[Exercise]: Write out again the entries from the first line to the line that includes "pub fn is_set(&self)", keeping both of those lines.

[Working data Boundary: Start]

//! taskpipe-core: the task pipeline execution engine.
//!
//! Free-form tasks are routed through a named, externally configured
//! sequence of steps — plugin calls or generative-model prompts — by
//! a single background worker, with bounded retry and durable progress
//! (queue snapshot + relational task log) so work resumes after
//! interruption.

pub mod config;
pub mod error;
pub mod executor;
pub mod generate;
pub mod plugin;
pub mod steps;
pub mod store;
pub mod task;
pub mod template;
pub mod worker;

pub use error::{ConfigError, EngineError, StoreError};
pub use executor::{CancelFlag, PipelineExecutor, RunOutcome};
pub use generate::{Generator, OllamaClient};
pub use plugin::{PluginRegistry, StepContext, TaskPlugin};
pub use steps::{StepConfigLoader, StepDescriptor, StepKind};
pub use store::TaskStore;
pub use task::{Task, TaskStatus, TaskType};
pub use worker::{QueueStats, TaskProcessor};
//! Per-task pipeline execution.
//!
//! Walks one task through its configured step list, dispatching each
//! step to either a registered plugin or the generative backend,
//! accumulating results in step order, checkpointing after prompt
//! steps, and converting failures into the bounded-retry state
//! machine: Pending -> Processing -> {Completed | Failed | Retrying}.

use std::sync::atomic::{AtomicBool, Ordering};
use std::sync::Arc;
use std::time::{Duration, Instant};

use tracing::{error, info, warn};

use crate::error::EngineError;
use crate::generate::Generator;
use crate::plugin::{PluginRegistry, StepContext};
use crate::steps::{StepDescriptor, StepKind};
use crate::store::TaskStore;
use crate::task::{Task, TaskStatus};
use crate::template;

/// Cooperative stop signal, checked between steps and between tasks.
/// Never preemptive: an in-flight backend call runs to completion.
#[derive(Clone, Debug, Default)]
pub struct CancelFlag(Arc<AtomicBool>);

impl CancelFlag {
    pub fn new() -> Self {
        Self::default()
    }

    pub fn set(&self) {
        self.0.store(true, Ordering::SeqCst);
    }

    pub fn clear(&self) {
        self.0.store(false, Ordering::SeqCst);
    }

    pub fn is_set(&self) -> bool {
        self.0.load(Ordering::SeqCst)
    }
}

/// Terminal disposition of one run attempt.
#[derive(Debug, Clone, Copy, PartialEq, Eq)]
pub enum RunOutcome {
    Completed,
    /// Failed transiently; the task will be re-enqueued as Pending.
    Retrying,
    Failed,
    /// Stop was requested mid-pipeline; the task stays Processing with
    /// partial results and is reconciled on the next startup.
    Cancelled,
}

pub struct PipelineExecutor {
    registry: Arc<PluginRegistry>,
    generator: Arc<dyn Generator>,
    store: Arc<TaskStore>,
    delay_between_steps: Duration,
    max_retries: u32,
}

impl PipelineExecutor {
    pub fn new(
        registry: Arc<PluginRegistry>,
        generator: Arc<dyn Generator>,
        store: Arc<TaskStore>,
        delay_between_steps: Duration,
        max_retries: u32,
    ) -> Self {
        Self {
            registry,
            generator,
            store,
            delay_between_steps,
            max_retries,
        }
    }

    /// Run `task` through `steps`. The task is mutated in place and
    /// its row is persisted on every checkpoint and at end of run; the
    /// caller owns the queue snapshot.
    pub async fn run(
        &self,
        task: &mut Task,
        steps: &[StepDescriptor],
        cancel: &CancelFlag,
    ) -> RunOutcome {
        info!(task_id = %task.id, task_type = %task.task_type, "processing task");
        task.status = TaskStatus::Processing;
        task.touch();
        let start = Instant::now();

        match self.run_steps(task, steps, cancel).await {
            Ok(true) => {
                task.status = TaskStatus::Completed;
                task.error = None;
                task.processing_time = start.elapsed().as_secs_f64();
                task.touch();
                if let Err(e) = self.store.save(task) {
                    error!(task_id = %task.id, "failed to persist completed task: {e}");
                }
                info!(
                    task_id = %task.id,
                    secs = format!("{:.1}", task.processing_time),
                    "task completed"
                );
                RunOutcome::Completed
            }
            Ok(false) => {
                // Cooperative stop between steps: no failure recorded.
                info!(task_id = %task.id, "run cancelled mid-pipeline");
                RunOutcome::Cancelled
            }
            Err(e) => {
                error!(task_id = %task.id, "error processing task: {e}");
                task.error = Some(e.to_string());
                task.retry_count += 1;
                // max_retries bounds retries after the first attempt:
                // with max_retries = 3 the 4th failing attempt is final.
                task.status = if task.retry_count <= self.max_retries {
                    TaskStatus::Retrying
                } else {
                    TaskStatus::Failed
                };
                task.touch();
                if let Err(save_err) = self.store.save(task) {
                    error!(task_id = %task.id, "failed to persist failed task: {save_err}");
                }
                if task.status == TaskStatus::Failed {
                    RunOutcome::Failed
                } else {
                    RunOutcome::Retrying
                }
            }
        }
    }

    /// Ok(true) = all steps done, Ok(false) = cancelled between steps.
    async fn run_steps(
        &self,
        task: &mut Task,
        steps: &[StepDescriptor],
        cancel: &CancelFlag,
    ) -> Result<bool, EngineError> {
        let last = steps.len().saturating_sub(1);
        for (idx, step) in steps.iter().enumerate() {
            if cancel.is_set() {
                return Ok(false);
            }
            info!(task_id = %task.id, step = %step.name, "running step");

            match &step.kind {
                StepKind::Plugin { id, .. } => {
                    let Some(plugin) = self.registry.get(id) else {
                        // Non-fatal: log and continue; a later template
                        // referencing this output resolves to "".
                        warn!(task_id = %task.id, plugin = %id, "plugin not found, skipping step");
                        continue;
                    };
                    let ctx = StepContext {
                        step: step.clone(),
                        previous_results: task.results.clone(),
                    };
                    let value = plugin.execute(task, &ctx).await.map_err(|source| {
                        EngineError::Plugin {
                            name: id.clone(),
                            source,
                        }
                    })?;
                    task.results.insert(step.name.clone(), value);
                    task.touch();
                }
                StepKind::Prompt { template } => {
                    let prompt = template::resolve(template, task);
                    let response = self.generator.generate(&prompt).await?;
                    task.results
                        .insert(step.name.clone(), serde_json::Value::String(response));
                    task.touch();
                    // Prompt calls are the expensive operations; the
                    // row checkpoint makes the result crash-durable.
                    self.store.save(task)?;
                }
            }

            if idx != last && !self.delay_between_steps.is_zero() {
                tokio::time::sleep(self.delay_between_steps).await;
            }
        }
        Ok(true)
    }
}
//! Sandboxed-ish code execution through a subprocess.
//!
//! Languages are allow-listed and the child is bounded by a timeout.
//! Execution problems (disallowed language, spawn failure, timeout,
//! non-zero exit) are all reported as the step's result value.

use std::process::Stdio;
use std::time::Duration;

use async_trait::async_trait;
use serde_json::{json, Value};
use tokio::process::Command;
use tracing::warn;

use taskpipe_core::plugin::{StepContext, TaskPlugin};
use taskpipe_core::task::Task;

const EXEC_TIMEOUT: Duration = Duration::from_secs(30);

pub struct CodeExecutionPlugin {
    allowed_languages: Vec<String>,
    timeout: Duration,
}

impl Default for CodeExecutionPlugin {
    fn default() -> Self {
        Self {
            allowed_languages: vec!["python".to_string(), "javascript".to_string()],
            timeout: EXEC_TIMEOUT,
        }
    }
}

impl CodeExecutionPlugin {
    pub fn new(allowed_languages: Vec<String>) -> Self {
        Self {
            allowed_languages,
            timeout: EXEC_TIMEOUT,
        }
    }

    async fn run_command(&self, program: &str, args: &[&str], language: &str) -> Value {
        let child = Command::new(program)
            .args(args)
            .stdin(Stdio::null())
            .stdout(Stdio::piped())
            .stderr(Stdio::piped())
            .output();

        match tokio::time::timeout(self.timeout, child).await {
            Ok(Ok(output)) => {
                let stdout = String::from_utf8_lossy(&output.stdout);
                let stderr = String::from_utf8_lossy(&output.stderr);
                if stdout.is_empty() {
                    json!(stderr.to_string())
                } else {
                    json!(stdout.to_string())
                }
            }
            Ok(Err(e)) => {
                warn!(language, "execution error: {e}");
                json!(format!("{language} execution error: {e}"))
            }
            Err(_) => json!(format!(
                "{language} execution error: timed out after {}s",
                self.timeout.as_secs()
            )),
        }
    }
}

#[async_trait]
impl TaskPlugin for CodeExecutionPlugin {
    fn name(&self) -> &str {
        "code_execution"
    }

    async fn execute(&self, task: &Task, _ctx: &StepContext) -> anyhow::Result<Value> {
        let language = task
            .metadata
            .get("language")
            .and_then(|v| v.as_str())
            .unwrap_or("python");
        let code = task
            .metadata
            .get("code")
            .and_then(|v| v.as_str())
            .unwrap_or(&task.content);

        if !self.allowed_languages.iter().any(|l| l == language) {
            return Ok(json!(format!("Language {language} not allowed")));
        }

        let value = match language {
            "python" => self.run_command("python3", &["-c", code], "python").await,
            "javascript" => self.run_command("node", &["-e", code], "javascript").await,
            other => json!(format!("Language {other} not allowed")),
        };
        Ok(value)
    }
}

#[cfg(test)]
mod tests {
    use super::*;
    use indexmap::IndexMap;
    use taskpipe_core::steps::{StepDescriptor, StepKind};
    use taskpipe_core::task::TaskType;

    fn ctx() -> StepContext {
        StepContext {
            step: StepDescriptor {
                name: "run".to_string(),
                kind: StepKind::Plugin {
                    id: "code_execution".to_string(),
                    options: serde_json::Map::new(),
                },
            },
            previous_results: IndexMap::new(),
        }
    }

    #[tokio::test]
    async fn disallowed_language_is_reported_not_run() {
        let plugin = CodeExecutionPlugin::default();
        let mut metadata = IndexMap::new();
        metadata.insert("language".to_string(), json!("ruby"));
        let task = Task::new(TaskType::Code, "puts 1", metadata);

        let out = plugin.execute(&task, &ctx()).await.unwrap();
        assert_eq!(out, json!("Language ruby not allowed"));
    }

    #[tokio::test]
    async fn allow_list_can_be_narrowed() {
        let plugin = CodeExecutionPlugin::new(vec!["javascript".to_string()]);
        let task = Task::new(TaskType::Code, "print('x')", IndexMap::new());
        // Default language is python, which this instance disallows.
        let out = plugin.execute(&task, &ctx()).await.unwrap();
        assert_eq!(out, json!("Language python not allowed"));
    }

    #[tokio::test]
    async fn spawn_failure_is_error_shaped_value() {
        // A language in the allow-list whose interpreter we cannot
        // assume exists still must not produce Err.
        let plugin = CodeExecutionPlugin::default();
        let mut metadata = IndexMap::new();
        metadata.insert("language".to_string(), json!("python"));
        metadata.insert("code".to_string(), json!("print('hello')"));
        let task = Task::new(TaskType::Code, "", metadata);

        let out = plugin.execute(&task, &ctx()).await.unwrap();
        let text = out.as_str().unwrap();
        assert!(text.contains("hello") || text.contains("execution error"));
    }
}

[Working data Boundary: End]

[Your solution]:
//! taskpipe-core: the task pipeline execution engine.
//!
//! Free-form tasks are routed through a named, externally configured
//! sequence of steps — plugin calls or generative-model prompts — by
//! a single background worker, with bounded retry and durable progress
//! (queue snapshot + relational task log) so work resumes after
//! interruption.

pub mod config;
pub mod error;
pub mod executor;
pub mod generate;
pub mod plugin;
pub mod steps;
pub mod store;
pub mod task;
pub mod template;
pub mod worker;

pub use error::{ConfigError, EngineError, StoreError};
pub use executor::{CancelFlag, PipelineExecutor, RunOutcome};
pub use generate::{Generator, OllamaClient};
pub use plugin::{PluginRegistry, StepContext, TaskPlugin};
pub use steps::{StepConfigLoader, StepDescriptor, StepKind};
pub use store::TaskStore;
pub use task::{Task, TaskStatus, TaskType};
pub use worker::{QueueStats, TaskProcessor};
//! Per-task pipeline execution.
//!
//! Walks one task through its configured step list, dispatching each
//! step to either a registered plugin or the generative backend,
//! accumulating results in step order, checkpointing after prompt
//! steps, and converting failures into the bounded-retry state
//! machine: Pending -> Processing -> {Completed | Failed | Retrying}.

use std::sync::atomic::{AtomicBool, Ordering};
use std::sync::Arc;
use std::time::{Duration, Instant};

use tracing::{error, info, warn};

use crate::error::EngineError;
use crate::generate::Generator;
use crate::plugin::{PluginRegistry, StepContext};
use crate::steps::{StepDescriptor, StepKind};
use crate::store::TaskStore;
use crate::task::{Task, TaskStatus};
use crate::template;

/// Cooperative stop signal, checked between steps and between tasks.
/// Never preemptive: an in-flight backend call runs to completion.
#[derive(Clone, Debug, Default)]
pub struct CancelFlag(Arc<AtomicBool>);

impl CancelFlag {
    pub fn new() -> Self {
        Self::default()
    }

    pub fn set(&self) {
        self.0.store(true, Ordering::SeqCst);
    }

    pub fn clear(&self) {
        self.0.store(false, Ordering::SeqCst);
    }

    pub fn is_set(&self) -> bool {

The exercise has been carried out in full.